▶ Collected data entries
use crate::constants::{FONT_REDRAW_DEBOUNCE_MS, INTERSECTION_THRESHOLD};
use crate::dom::{self, EventListener};
use crate::hero::Shared;
use std::cell::Cell;
use std::rc::{Rc, Weak};
use wasm_bindgen::closure::Closure;
use wasm_bindgen::{JsCast, JsValue};
use wasm_bindgen_futures::{spawn_local, JsFuture};
use web_sys as web;

/// Debounced recomposition once web fonts finish loading.
struct FontRedraw {
    timer: Cell<Option<i32>>,
    live: Cell<bool>,
    redraw: Closure<dyn FnMut()>,
}

impl FontRedraw {
    fn new(shared: Weak<Shared>) -> Rc<Self> {
        Rc::new_cyclic(|this: &Weak<FontRedraw>| {
            let this = this.clone();
            let redraw = Closure::wrap(Box::new(move || {
                if let Some(f) = this.upgrade() {
                    f.timer.set(None);
                }
                if let Some(s) = shared.upgrade() {
                    s.recompose();
                    s.render();
                }
            }) as Box<dyn FnMut()>);
            Self {
                timer: Cell::new(None),
                live: Cell::new(true),
                redraw,
            }
        })
    }

    fn arm(&self) {
        if !self.live.get() {
            return;
        }
        let Some(w) = web::window() else {
            return;
        };
        if let Some(id) = self.timer.take() {
            w.clear_timeout_with_handle(id);
        }
        match w.set_timeout_with_callback_and_timeout_and_arguments_0(
            self.redraw.as_ref().unchecked_ref(),
            FONT_REDRAW_DEBOUNCE_MS,
        ) {
            Ok(id) => self.timer.set(Some(id)),
            Err(e) => log::warn!("font redraw timer: {:?}", e),
        }
    }

    fn cancel(&self) {
        self.live.set(false);
        if let Some(id) = self.timer.take() {
            if let Some(w) = web::window() {
                w.clear_timeout_with_handle(id);
            }
        }
    }
}

/// Resize, viewport and page-visibility observers plus the font-ready hook.
pub struct Observers {
    resize: web::ResizeObserver,
    _on_resize: Closure<dyn FnMut()>,
    intersection: web::IntersectionObserver,
    _on_intersect: Closure<dyn FnMut(js_sys::Array)>,
    visibility: Option<EventListener<dyn FnMut()>>,
    fonts: Rc<FontRedraw>,
}

impl Observers {
    pub fn disconnect(&mut self) {
        self.resize.disconnect();
        self.intersection.disconnect();
        self.visibility.take();
        self.fonts.cancel();
    }
}

impl Drop for Observers {
    fn drop(&mut self) {
        self.disconnect();
    }
}

fn js_err(what: &str) -> impl FnOnce(JsValue) -> anyhow::Error + '_ {
    move |e| anyhow::anyhow!("{what}: {:?}", e)
}

pub fn wire_observers(document: &web::Document, shared: &Rc<Shared>) -> anyhow::Result<Observers> {
    let canvas: &web::Element = shared.canvas().as_ref();

    let weak = Rc::downgrade(shared);
    let on_resize = Closure::wrap(Box::new(move || {
        if let Some(s) = weak.upgrade() {
            s.resize();
        }
    }) as Box<dyn FnMut()>);
    let resize = web::ResizeObserver::new(on_resize.as_ref().unchecked_ref())
        .map_err(js_err("ResizeObserver"))?;
    resize.observe(canvas);

    let weak = Rc::downgrade(shared);
    let on_intersect = Closure::wrap(Box::new(move |entries: js_sys::Array| {
        let in_view = entries
            .get(0)
            .dyn_into::<web::IntersectionObserverEntry>()
            .map(|e| e.is_intersecting())
            .unwrap_or(false);
        if let Some(s) = weak.upgrade() {
            s.set_in_view(in_view);
        }
    }) as Box<dyn FnMut(js_sys::Array)>);
    let init = web::IntersectionObserverInit::new();
    init.set_threshold(&JsValue::from_f64(INTERSECTION_THRESHOLD));
    let intersection =
        web::IntersectionObserver::new_with_options(on_intersect.as_ref().unchecked_ref(), &init)
            .map_err(js_err("IntersectionObserver"))?;
    intersection.observe(canvas);

    let weak = Rc::downgrade(shared);
    let on_visibility = Closure::wrap(Box::new(move || {
        if let Some(s) = weak.upgrade() {
            s.set_visible(dom::document_visible());
        }
    }) as Box<dyn FnMut()>);
    let visibility = EventListener::plain(document.as_ref(), "visibilitychange", on_visibility)?;

    let fonts = FontRedraw::new(Rc::downgrade(shared));
    match document.fonts().ready() {
        Ok(ready) => {
            let fonts = Rc::downgrade(&fonts);
            spawn_local(async move {
                if JsFuture::from(ready).await.is_ok() {
                    if let Some(f) = fonts.upgrade() {
                        f.arm();
                    }
                }
            });
        }
        Err(e) => log::debug!("font set not available: {:?}", e),
    }

    Ok(Observers {
        resize,
        _on_resize: on_resize,
        intersection,
        _on_intersect: on_intersect,
        visibility: Some(visibility),
        fonts,
    })
}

▶ What needs to be done
Each line above from the one with "shared: &Rc<Shared>) ->" up to and including the one with "let on_resize = Closure::wrap(Box::new(move" must be set down exactly, and no line outside that span may appear.

▶ Output of the exercise
pub fn wire_observers(document: &web::Document, shared: &Rc<Shared>) -> anyhow::Result<Observers> {
    let canvas: &web::Element = shared.canvas().as_ref();

    let weak = Rc::downgrade(shared);
    let on_resize = Closure::wrap(Box::new(move || {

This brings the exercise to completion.